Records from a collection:
........

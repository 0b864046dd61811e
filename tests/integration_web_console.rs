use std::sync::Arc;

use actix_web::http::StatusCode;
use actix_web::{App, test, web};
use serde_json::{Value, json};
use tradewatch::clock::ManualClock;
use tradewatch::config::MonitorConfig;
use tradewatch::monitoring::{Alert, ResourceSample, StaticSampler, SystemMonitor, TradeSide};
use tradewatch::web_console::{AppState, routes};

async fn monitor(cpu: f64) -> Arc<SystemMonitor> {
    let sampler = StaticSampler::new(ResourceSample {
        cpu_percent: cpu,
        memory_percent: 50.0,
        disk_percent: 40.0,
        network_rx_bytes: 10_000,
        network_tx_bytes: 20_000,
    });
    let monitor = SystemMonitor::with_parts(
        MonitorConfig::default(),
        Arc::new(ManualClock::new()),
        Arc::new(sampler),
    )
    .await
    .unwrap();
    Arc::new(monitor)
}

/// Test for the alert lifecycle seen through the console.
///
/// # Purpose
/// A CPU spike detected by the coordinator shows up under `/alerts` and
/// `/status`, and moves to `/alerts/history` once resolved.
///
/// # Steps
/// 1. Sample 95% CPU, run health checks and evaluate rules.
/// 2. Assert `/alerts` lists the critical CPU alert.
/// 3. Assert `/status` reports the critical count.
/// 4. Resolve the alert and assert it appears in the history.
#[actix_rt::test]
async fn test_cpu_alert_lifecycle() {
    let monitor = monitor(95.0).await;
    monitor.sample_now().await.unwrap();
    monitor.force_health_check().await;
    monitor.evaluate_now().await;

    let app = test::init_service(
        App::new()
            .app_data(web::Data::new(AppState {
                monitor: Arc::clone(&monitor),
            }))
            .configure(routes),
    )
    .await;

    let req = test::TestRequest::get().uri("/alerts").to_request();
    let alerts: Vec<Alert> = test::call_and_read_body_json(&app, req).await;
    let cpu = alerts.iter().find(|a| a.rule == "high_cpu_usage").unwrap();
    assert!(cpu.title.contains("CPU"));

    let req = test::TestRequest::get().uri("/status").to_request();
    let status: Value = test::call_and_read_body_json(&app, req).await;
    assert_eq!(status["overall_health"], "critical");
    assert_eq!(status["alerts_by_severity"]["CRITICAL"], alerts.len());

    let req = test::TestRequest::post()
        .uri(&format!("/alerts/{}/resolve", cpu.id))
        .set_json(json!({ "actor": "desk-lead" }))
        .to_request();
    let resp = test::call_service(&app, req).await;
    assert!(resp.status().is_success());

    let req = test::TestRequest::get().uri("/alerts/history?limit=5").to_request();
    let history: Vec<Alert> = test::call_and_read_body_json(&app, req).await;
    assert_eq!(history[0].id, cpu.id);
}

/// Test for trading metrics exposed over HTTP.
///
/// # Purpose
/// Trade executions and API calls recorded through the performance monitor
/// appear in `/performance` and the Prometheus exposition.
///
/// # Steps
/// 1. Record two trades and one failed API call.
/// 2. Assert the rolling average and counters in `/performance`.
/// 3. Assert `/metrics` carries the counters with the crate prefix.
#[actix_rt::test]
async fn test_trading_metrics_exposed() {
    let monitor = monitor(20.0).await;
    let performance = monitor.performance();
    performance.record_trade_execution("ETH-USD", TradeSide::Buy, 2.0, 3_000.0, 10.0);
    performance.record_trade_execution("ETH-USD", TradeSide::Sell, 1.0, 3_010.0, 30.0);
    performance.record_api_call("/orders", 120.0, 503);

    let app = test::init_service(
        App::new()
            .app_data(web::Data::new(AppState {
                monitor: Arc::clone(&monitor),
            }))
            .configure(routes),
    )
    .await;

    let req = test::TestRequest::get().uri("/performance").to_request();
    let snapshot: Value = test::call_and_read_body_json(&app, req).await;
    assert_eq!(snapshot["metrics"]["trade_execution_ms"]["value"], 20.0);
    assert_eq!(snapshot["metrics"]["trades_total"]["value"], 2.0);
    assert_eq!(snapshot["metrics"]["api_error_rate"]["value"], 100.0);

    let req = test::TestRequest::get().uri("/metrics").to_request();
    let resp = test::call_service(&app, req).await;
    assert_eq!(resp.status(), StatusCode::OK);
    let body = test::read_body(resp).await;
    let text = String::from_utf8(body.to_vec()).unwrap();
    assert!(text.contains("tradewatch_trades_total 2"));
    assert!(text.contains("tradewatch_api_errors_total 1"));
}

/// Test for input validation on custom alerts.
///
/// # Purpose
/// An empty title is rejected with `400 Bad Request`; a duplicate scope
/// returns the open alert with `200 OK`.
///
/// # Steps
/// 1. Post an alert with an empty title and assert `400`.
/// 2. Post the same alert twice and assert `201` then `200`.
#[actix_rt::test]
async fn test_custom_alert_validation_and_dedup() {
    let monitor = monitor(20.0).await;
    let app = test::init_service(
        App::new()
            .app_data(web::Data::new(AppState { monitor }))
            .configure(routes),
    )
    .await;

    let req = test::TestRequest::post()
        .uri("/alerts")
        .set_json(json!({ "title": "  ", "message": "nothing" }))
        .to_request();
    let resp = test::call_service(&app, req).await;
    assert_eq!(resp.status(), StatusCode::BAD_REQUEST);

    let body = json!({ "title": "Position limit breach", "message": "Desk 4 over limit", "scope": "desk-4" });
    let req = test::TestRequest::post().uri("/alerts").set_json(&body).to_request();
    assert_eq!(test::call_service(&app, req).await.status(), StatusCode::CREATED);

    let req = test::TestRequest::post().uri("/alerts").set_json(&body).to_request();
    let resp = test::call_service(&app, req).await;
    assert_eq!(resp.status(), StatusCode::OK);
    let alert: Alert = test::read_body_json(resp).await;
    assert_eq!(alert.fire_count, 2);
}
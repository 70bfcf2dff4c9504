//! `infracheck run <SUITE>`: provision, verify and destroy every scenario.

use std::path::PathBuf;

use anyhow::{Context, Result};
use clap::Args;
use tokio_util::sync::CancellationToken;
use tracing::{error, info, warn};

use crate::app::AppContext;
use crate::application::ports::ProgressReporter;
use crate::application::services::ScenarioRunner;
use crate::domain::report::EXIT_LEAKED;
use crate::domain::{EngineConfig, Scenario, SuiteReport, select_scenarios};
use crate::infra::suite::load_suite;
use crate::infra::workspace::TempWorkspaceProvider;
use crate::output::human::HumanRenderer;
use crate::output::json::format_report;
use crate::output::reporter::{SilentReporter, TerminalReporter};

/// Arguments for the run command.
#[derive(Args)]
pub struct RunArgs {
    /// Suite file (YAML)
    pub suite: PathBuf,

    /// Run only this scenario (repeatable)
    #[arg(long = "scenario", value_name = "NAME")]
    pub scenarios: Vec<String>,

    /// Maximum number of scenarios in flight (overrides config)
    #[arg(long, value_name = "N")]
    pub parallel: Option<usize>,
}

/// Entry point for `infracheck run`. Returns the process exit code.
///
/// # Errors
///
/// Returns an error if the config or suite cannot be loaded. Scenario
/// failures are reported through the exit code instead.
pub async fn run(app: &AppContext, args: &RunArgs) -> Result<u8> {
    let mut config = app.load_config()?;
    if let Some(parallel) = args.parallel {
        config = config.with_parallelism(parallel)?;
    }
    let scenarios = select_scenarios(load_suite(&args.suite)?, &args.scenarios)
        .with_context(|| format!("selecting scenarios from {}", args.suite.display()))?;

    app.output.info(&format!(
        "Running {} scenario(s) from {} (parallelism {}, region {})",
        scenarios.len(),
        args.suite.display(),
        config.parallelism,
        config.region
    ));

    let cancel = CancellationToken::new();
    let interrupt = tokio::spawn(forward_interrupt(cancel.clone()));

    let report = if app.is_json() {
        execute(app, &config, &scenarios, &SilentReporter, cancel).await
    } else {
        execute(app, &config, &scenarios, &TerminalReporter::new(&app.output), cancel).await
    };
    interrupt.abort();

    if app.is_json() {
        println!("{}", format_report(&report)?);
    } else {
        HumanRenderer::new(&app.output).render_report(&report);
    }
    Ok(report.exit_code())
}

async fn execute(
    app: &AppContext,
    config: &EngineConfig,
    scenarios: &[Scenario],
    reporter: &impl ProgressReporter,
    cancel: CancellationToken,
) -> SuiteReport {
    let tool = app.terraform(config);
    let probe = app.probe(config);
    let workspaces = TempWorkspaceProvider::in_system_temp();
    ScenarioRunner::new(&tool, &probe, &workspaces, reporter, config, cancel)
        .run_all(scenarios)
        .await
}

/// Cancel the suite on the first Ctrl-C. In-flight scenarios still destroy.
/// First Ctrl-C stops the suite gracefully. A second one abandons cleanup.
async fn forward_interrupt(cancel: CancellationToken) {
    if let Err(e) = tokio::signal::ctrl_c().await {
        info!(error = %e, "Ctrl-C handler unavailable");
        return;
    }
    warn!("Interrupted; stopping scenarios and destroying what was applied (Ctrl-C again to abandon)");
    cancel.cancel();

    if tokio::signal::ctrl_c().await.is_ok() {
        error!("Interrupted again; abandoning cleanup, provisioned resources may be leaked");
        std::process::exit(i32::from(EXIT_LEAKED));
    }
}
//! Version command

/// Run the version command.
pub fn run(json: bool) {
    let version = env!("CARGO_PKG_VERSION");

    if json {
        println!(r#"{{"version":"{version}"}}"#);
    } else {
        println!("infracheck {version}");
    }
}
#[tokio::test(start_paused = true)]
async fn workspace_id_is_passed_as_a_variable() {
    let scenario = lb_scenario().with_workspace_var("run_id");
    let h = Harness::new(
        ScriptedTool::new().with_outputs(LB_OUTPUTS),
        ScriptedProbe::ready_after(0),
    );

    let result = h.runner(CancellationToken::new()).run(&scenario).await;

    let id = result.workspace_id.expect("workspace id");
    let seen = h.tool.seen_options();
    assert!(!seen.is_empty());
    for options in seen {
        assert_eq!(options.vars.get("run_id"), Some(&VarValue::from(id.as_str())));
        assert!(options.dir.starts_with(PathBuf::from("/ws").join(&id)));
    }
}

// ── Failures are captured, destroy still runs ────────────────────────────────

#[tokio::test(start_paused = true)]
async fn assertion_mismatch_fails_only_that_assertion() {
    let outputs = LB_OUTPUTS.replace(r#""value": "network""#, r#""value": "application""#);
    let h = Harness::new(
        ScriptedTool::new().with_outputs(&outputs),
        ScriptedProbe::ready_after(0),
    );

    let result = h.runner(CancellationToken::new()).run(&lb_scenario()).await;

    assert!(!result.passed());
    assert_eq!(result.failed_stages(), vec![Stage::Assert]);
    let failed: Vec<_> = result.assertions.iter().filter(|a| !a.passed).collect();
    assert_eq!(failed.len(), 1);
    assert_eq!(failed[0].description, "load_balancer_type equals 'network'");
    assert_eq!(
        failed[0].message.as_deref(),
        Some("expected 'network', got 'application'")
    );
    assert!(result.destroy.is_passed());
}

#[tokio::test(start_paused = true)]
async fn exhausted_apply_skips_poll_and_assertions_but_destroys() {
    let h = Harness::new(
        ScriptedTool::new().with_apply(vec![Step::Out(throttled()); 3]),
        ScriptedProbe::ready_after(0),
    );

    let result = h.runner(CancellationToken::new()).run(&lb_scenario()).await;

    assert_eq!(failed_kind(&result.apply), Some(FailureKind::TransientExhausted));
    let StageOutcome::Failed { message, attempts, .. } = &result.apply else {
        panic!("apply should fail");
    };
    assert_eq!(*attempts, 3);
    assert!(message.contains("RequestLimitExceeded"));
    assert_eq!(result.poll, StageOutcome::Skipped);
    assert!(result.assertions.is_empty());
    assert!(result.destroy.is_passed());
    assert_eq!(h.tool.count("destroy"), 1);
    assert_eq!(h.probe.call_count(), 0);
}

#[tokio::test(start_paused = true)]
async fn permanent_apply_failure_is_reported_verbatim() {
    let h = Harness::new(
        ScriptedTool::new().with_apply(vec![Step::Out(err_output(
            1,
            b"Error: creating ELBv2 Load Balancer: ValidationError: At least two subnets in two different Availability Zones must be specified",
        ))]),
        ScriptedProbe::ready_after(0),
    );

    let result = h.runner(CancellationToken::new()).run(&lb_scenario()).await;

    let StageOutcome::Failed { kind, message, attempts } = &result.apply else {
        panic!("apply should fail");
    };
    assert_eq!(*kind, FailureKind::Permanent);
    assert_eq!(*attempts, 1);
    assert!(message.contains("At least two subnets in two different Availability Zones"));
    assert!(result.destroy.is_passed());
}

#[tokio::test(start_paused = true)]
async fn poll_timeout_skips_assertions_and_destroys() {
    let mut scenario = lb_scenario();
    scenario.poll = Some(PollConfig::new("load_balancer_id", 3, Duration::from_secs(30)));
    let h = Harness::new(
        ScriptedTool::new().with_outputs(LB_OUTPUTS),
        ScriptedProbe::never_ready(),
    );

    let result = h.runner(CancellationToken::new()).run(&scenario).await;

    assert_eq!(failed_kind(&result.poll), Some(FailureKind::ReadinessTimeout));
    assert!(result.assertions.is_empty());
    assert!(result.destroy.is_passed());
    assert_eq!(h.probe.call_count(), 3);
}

........

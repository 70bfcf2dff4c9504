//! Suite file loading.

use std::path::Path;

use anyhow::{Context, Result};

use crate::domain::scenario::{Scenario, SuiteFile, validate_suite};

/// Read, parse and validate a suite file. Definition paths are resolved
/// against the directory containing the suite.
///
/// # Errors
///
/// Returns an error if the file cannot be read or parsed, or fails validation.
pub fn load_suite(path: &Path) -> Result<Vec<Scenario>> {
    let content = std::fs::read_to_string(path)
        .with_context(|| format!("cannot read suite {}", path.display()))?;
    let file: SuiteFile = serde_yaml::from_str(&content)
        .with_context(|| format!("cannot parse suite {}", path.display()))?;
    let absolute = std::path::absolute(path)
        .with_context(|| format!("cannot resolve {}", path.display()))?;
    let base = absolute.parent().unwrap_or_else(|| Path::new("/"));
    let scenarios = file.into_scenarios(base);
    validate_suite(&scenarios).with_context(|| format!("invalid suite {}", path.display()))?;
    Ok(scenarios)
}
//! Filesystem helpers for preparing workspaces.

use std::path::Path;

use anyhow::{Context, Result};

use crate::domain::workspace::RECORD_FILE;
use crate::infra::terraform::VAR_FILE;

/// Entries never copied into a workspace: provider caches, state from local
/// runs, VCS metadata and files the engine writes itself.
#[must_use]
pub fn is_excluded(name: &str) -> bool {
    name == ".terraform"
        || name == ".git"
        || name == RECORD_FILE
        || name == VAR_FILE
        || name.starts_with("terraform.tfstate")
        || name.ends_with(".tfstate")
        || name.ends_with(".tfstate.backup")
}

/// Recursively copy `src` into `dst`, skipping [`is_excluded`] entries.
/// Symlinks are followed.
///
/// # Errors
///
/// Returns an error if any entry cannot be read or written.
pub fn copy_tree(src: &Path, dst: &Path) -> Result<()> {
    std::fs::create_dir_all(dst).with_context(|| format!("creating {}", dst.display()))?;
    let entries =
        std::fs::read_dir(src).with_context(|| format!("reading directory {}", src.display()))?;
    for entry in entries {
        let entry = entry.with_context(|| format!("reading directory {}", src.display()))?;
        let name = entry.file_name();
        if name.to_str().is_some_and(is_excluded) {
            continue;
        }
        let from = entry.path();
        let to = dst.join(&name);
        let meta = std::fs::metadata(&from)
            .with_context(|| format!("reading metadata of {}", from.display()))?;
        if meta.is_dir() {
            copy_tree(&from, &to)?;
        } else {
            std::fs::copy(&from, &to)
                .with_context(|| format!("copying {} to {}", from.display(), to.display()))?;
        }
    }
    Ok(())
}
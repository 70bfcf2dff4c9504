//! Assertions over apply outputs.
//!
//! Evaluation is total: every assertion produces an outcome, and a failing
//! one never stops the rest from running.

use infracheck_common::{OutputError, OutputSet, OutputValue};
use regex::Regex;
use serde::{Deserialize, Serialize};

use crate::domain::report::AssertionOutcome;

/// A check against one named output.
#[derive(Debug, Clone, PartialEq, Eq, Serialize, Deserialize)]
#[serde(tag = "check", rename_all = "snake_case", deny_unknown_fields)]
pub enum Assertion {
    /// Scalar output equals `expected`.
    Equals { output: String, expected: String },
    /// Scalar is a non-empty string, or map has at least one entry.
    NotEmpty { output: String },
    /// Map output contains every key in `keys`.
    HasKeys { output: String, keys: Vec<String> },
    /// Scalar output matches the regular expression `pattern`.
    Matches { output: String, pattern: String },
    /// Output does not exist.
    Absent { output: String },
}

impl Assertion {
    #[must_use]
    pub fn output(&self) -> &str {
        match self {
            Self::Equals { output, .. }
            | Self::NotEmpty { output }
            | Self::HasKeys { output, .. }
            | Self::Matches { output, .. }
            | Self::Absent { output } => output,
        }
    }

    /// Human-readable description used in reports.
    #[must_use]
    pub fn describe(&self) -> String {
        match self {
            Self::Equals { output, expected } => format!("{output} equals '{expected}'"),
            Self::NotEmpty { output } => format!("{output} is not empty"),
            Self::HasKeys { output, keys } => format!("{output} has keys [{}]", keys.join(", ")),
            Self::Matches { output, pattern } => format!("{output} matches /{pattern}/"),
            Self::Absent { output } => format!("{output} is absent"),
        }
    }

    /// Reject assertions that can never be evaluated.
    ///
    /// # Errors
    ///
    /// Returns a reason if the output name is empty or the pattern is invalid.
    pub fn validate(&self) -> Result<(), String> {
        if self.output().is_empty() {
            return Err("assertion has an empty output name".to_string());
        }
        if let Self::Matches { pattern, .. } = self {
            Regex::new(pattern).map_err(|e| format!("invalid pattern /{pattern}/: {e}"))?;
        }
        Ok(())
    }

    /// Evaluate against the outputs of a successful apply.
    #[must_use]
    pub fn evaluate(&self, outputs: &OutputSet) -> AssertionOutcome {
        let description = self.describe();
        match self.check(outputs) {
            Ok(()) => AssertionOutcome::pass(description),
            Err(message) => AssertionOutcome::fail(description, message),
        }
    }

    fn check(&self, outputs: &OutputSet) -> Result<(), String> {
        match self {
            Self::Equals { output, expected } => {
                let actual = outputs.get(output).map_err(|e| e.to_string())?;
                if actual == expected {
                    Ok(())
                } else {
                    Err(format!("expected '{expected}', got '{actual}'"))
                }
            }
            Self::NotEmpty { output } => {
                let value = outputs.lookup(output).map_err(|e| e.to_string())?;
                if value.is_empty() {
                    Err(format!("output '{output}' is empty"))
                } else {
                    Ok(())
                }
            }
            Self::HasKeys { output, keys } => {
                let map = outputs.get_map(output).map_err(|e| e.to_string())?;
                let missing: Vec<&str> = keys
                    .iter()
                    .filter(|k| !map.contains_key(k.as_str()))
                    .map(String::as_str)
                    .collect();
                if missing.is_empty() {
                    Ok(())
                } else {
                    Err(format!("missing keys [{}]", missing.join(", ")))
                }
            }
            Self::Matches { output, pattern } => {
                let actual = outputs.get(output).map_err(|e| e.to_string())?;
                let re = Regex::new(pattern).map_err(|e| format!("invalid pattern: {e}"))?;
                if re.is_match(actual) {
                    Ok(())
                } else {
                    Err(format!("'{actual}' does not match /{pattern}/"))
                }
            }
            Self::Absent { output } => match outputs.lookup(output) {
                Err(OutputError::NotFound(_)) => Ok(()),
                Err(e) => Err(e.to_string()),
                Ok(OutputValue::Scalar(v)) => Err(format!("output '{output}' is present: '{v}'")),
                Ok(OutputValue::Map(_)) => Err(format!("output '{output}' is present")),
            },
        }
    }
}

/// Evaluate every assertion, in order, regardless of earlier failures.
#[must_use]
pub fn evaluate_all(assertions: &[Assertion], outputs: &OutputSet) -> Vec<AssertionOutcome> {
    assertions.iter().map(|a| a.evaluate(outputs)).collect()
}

........

WHAT TO PRODUCE
Search the records for the word "least" and copy out every line that holds it.

TASK RESULT
            b"Error: creating ELBv2 Load Balancer: ValidationError: At least two subnets in two different Availability Zones must be specified",
    assert!(message.contains("At least two subnets in two different Availability Zones"));
    /// Scalar is a non-empty string, or map has at least one entry.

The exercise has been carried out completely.